*** INFORMATION SUPPLIED ***
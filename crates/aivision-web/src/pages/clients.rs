//! Client (alert recipient) management screen

use std::sync::Arc;

use aivision_client::{ManageApi, ManageClient};
use aivision_controller::{DialogMode, LookupCache};
use aivision_core::resources::{Camera, Client};
use leptos::prelude::*;
use leptos::task::spawn_local;
use tracing::warn;

use crate::bridge::use_controller;
use crate::components::{
    DeleteConfirm, ExpiryGuard, Loading, ModalShell, NoticeBar, Pagination, SearchBox, SelectField,
    StatusBadge, TextField, ToggleField,
    form::{id_text, opt_i64},
};
use crate::context::use_app_context;

/// Fetch the active-camera reference list into a signal
fn reload_cameras(client: ManageClient, into: RwSignal<LookupCache>) {
    spawn_local(async move {
        let api: &dyn ManageApi<Camera> = &client;
        match LookupCache::load(api).await {
            Ok(cache) => into.set(cache),
            Err(err) => warn!(error = %err, "failed to load camera reference list"),
        }
    });
}

/// Client management page component
#[component]
pub fn ClientsPage() -> impl IntoView {
    let context = use_app_context();
    let api: Arc<dyn ManageApi<Client>> = Arc::new(context.client.clone());
    let (state, controller) = use_controller(api);

    // Active cameras for the picker; refreshed whenever a form opens.
    let cameras = RwSignal::new(LookupCache::default());
    reload_cameras(context.client.clone(), cameras);

    let dialog = Memo::new(move |_| state.get().dialog);
    {
        let client = context.client.clone();
        Effect::new(move |_| {
            if matches!(dialog.get(), DialogMode::Create | DialogMode::Edit(_)) {
                reload_cameras(client.clone(), cameras);
            }
        });
    }

    let saving = Signal::derive(move || state.get().saving);
    let page = Signal::derive(move || state.get().page);

    let on_search = Callback::new({
        let controller = controller.clone();
        move |text| controller.set_search(text)
    });
    let on_page = Callback::new({
        let controller = controller.clone();
        move |page| controller.set_page(page)
    });
    let on_page_size = Callback::new({
        let controller = controller.clone();
        move |size| controller.set_page_size(size)
    });
    let on_dismiss = Callback::new({
        let controller = controller.clone();
        move |()| controller.dismiss_notice()
    });
    let on_submit = Callback::new({
        let controller = controller.clone();
        move |record| controller.submit(record)
    });
    let on_close = Callback::new({
        let controller = controller.clone();
        move |()| controller.close_dialog()
    });
    let on_confirm_delete = Callback::new({
        let controller = controller.clone();
        move |()| controller.confirm_delete()
    });

    let refresh = controller.clone();
    let add = controller.clone();
    let rows_controller = controller.clone();

    view! {
        <section class="page">
            <ExpiryGuard expired=Signal::derive(move || state.get().session_expired) />

            <header class="page-header">
                <div>
                    <h2>"Client Management"</h2>
                    <p class="page-subtitle">"Alert recipients and their delivery channels"</p>
                </div>
                <div class="page-actions">
                    <SearchBox placeholder="Search clients..." on_change=on_search />
                    <button class="btn" on:click=move |_| refresh.refresh()>
                        "Refresh"
                    </button>
                    <button class="btn btn-primary" on:click=move |_| add.open_create()>
                        "Add Client"
                    </button>
                </div>
            </header>

            <NoticeBar notice=Signal::derive(move || state.get().notice) on_dismiss=on_dismiss />

            <Show when=move || state.get().loading>
                <Loading />
            </Show>

            <Show when=move || state.get().is_empty()>
                <div class="empty-state">
                    <h3>"No Clients Found"</h3>
                    <p>"Add a client to start delivering camera alerts."</p>
                </div>
            </Show>

            <table class="record-table">
                <thead>
                    <tr>
                        <th>"#"</th>
                        <th>"Name"</th>
                        <th>"Contact"</th>
                        <th>"Camera"</th>
                        <th>"Channels"</th>
                        <th>"Status"</th>
                        <th>"Actions"</th>
                    </tr>
                </thead>
                <tbody>
                    {move || {
                        let snapshot = state.get();
                        let page_view = snapshot.page;
                        let camera_lookup = cameras.get();
                        snapshot
                            .items
                            .into_iter()
                            .enumerate()
                            .map(|(index, client)| {
                                let view_record = client.clone();
                                let edit_record = client.clone();
                                let delete_record = client.clone();
                                let view_ctl = rows_controller.clone();
                                let edit_ctl = rows_controller.clone();
                                let delete_ctl = rows_controller.clone();
                                let camera_label = camera_lookup.display(client.camera_id);
                                let channels = delivery_channels(&client);
                                view! {
                                    <tr>
                                        <td>{page_view.row_number(index)}</td>
                                        <td>
                                            <div class="cell-title">{client.name.clone()}</div>
                                        </td>
                                        <td>
                                            <div>{client.email.clone()}</div>
                                            <div class="cell-sub">{client.mobile.clone()}</div>
                                        </td>
                                        <td>{camera_label}</td>
                                        <td>{channels}</td>
                                        <td>
                                            <StatusBadge active=client.status />
                                        </td>
                                        <td class="cell-actions">
                                            <button
                                                class="btn btn-sm"
                                                on:click=move |_| view_ctl.open_view(view_record.clone())
                                            >
                                                "View"
                                            </button>
                                            <button
                                                class="btn btn-sm"
                                                on:click=move |_| edit_ctl.open_edit(edit_record.clone())
                                            >
                                                "Edit"
                                            </button>
                                            <button
                                                class="btn btn-sm btn-danger"
                                                on:click=move |_| {
                                                    delete_ctl.open_delete(delete_record.clone())
                                                }
                                            >
                                                "Delete"
                                            </button>
                                        </td>
                                    </tr>
                                }
                            })
                            .collect_view()
                    }}
                </tbody>
            </table>

            <Pagination page=page on_page_change=on_page on_page_size_change=on_page_size />

            {move || match dialog.get() {
                DialogMode::Closed => ().into_any(),
                DialogMode::Create => {
                    view! {
                        <ClientFormModal
                            client=Client::default()
                            cameras=cameras
                            view_only=false
                            saving=saving
                            on_submit=on_submit
                            on_close=on_close
                        />
                    }
                        .into_any()
                }
                DialogMode::Edit(client) => {
                    view! {
                        <ClientFormModal
                            client=client
                            cameras=cameras
                            view_only=false
                            saving=saving
                            on_submit=on_submit
                            on_close=on_close
                        />
                    }
                        .into_any()
                }
                DialogMode::View(client) => {
                    view! {
                        <ClientFormModal
                            client=client
                            cameras=cameras
                            view_only=true
                            saving=saving
                            on_submit=on_submit
                            on_close=on_close
                        />
                    }
                        .into_any()
                }
                DialogMode::ConfirmDelete(client) => {
                    view! {
                        <DeleteConfirm
                            message=format!("Delete client \"{}\"?", client.name)
                            saving=saving
                            on_confirm=on_confirm_delete
                            on_cancel=on_close
                        />
                    }
                        .into_any()
                }
            }}
        </section>
    }
}

/// Comma-separated list of enabled delivery channels
fn delivery_channels(client: &Client) -> String {
    let mut channels = Vec::new();
    if client.send_email {
        channels.push("Email");
    }
    if client.send_sms {
        channels.push("SMS");
    }
    if client.send_whatsapp {
        channels.push("WhatsApp");
    }
    if channels.is_empty() {
        "-".to_string()
    } else {
        channels.join(", ")
    }
}

/// Create/edit/view dialog for a client
#[component]
fn ClientFormModal(
    /// Record backing the form; a default draft for create
    client: Client,
    /// Active cameras for the picker
    cameras: RwSignal<LookupCache>,
    /// Disable all inputs and hide the submit action
    view_only: bool,
    /// Whether a mutation is in flight
    #[prop(into)]
    saving: Signal<bool>,
    /// Receives the assembled record
    on_submit: Callback<Client>,
    /// Close/cancel
    on_close: Callback<()>,
) -> impl IntoView {
    let id = client.id;
    let name = RwSignal::new(client.name.clone());
    let email = RwSignal::new(client.email.clone());
    let mobile = RwSignal::new(client.mobile.clone());
    let camera_id = RwSignal::new(id_text(client.camera_id));
    let send_email = RwSignal::new(client.send_email);
    let send_sms = RwSignal::new(client.send_sms);
    let send_whatsapp = RwSignal::new(client.send_whatsapp);
    let status = RwSignal::new(client.status);

    let title = if view_only {
        "Client Details"
    } else if id.is_some() {
        "Edit Client"
    } else {
        "Add New Client"
    };

    let camera_options = move || {
        cameras
            .get()
            .entries()
            .iter()
            .map(|entry| (entry.id.to_string(), entry.label.clone()))
            .collect::<Vec<_>>()
    };

    let submit = move |_| {
        let record = Client {
            id,
            name: name.get().trim().to_string(),
            email: email.get().trim().to_string(),
            mobile: mobile.get().trim().to_string(),
            camera_id: opt_i64(&camera_id.get()),
            send_email: send_email.get(),
            send_sms: send_sms.get(),
            send_whatsapp: send_whatsapp.get(),
            status: status.get(),
        };
        on_submit.run(record);
    };

    view! {
        <ModalShell title=title on_close=on_close>
            <div class="form-grid">
                <TextField label="Client Name" value=name disabled=view_only />
                <TextField label="Email" value=email disabled=view_only input_type="email" />
                <TextField label="Mobile" value=mobile disabled=view_only />
                {move || {
                    view! {
                        <SelectField
                            label="Camera"
                            value=camera_id
                            options=camera_options()
                            disabled=view_only
                        />
                    }
                }}
                <ToggleField label="Send email alerts" value=send_email disabled=view_only />
                <ToggleField label="Send SMS alerts" value=send_sms disabled=view_only />
                <ToggleField label="Send WhatsApp alerts" value=send_whatsapp disabled=view_only />
                <ToggleField label="Client active" value=status disabled=view_only />
            </div>
            <div class="modal-footer">
                <button class="btn" on:click=move |_| on_close.run(())>
                    {if view_only { "Close" } else { "Cancel" }}
                </button>
                <Show when=move || !view_only>
                    <button class="btn btn-primary" disabled=move || saving.get() on:click=submit>
                        {if id.is_some() { "Update Client" } else { "Add Client" }}
                    </button>
                </Show>
            </div>
        </ModalShell>
    }
}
*** End of INFORMATION SUPPLIED ***
EXERCISE INSTRUCTIONS
If a line above holds the word "reference", copy it.

YOUR SOLUTION
/// Fetch the active-camera reference list into a signal
            Err(err) => warn!(error = %err, "failed to load camera reference list"),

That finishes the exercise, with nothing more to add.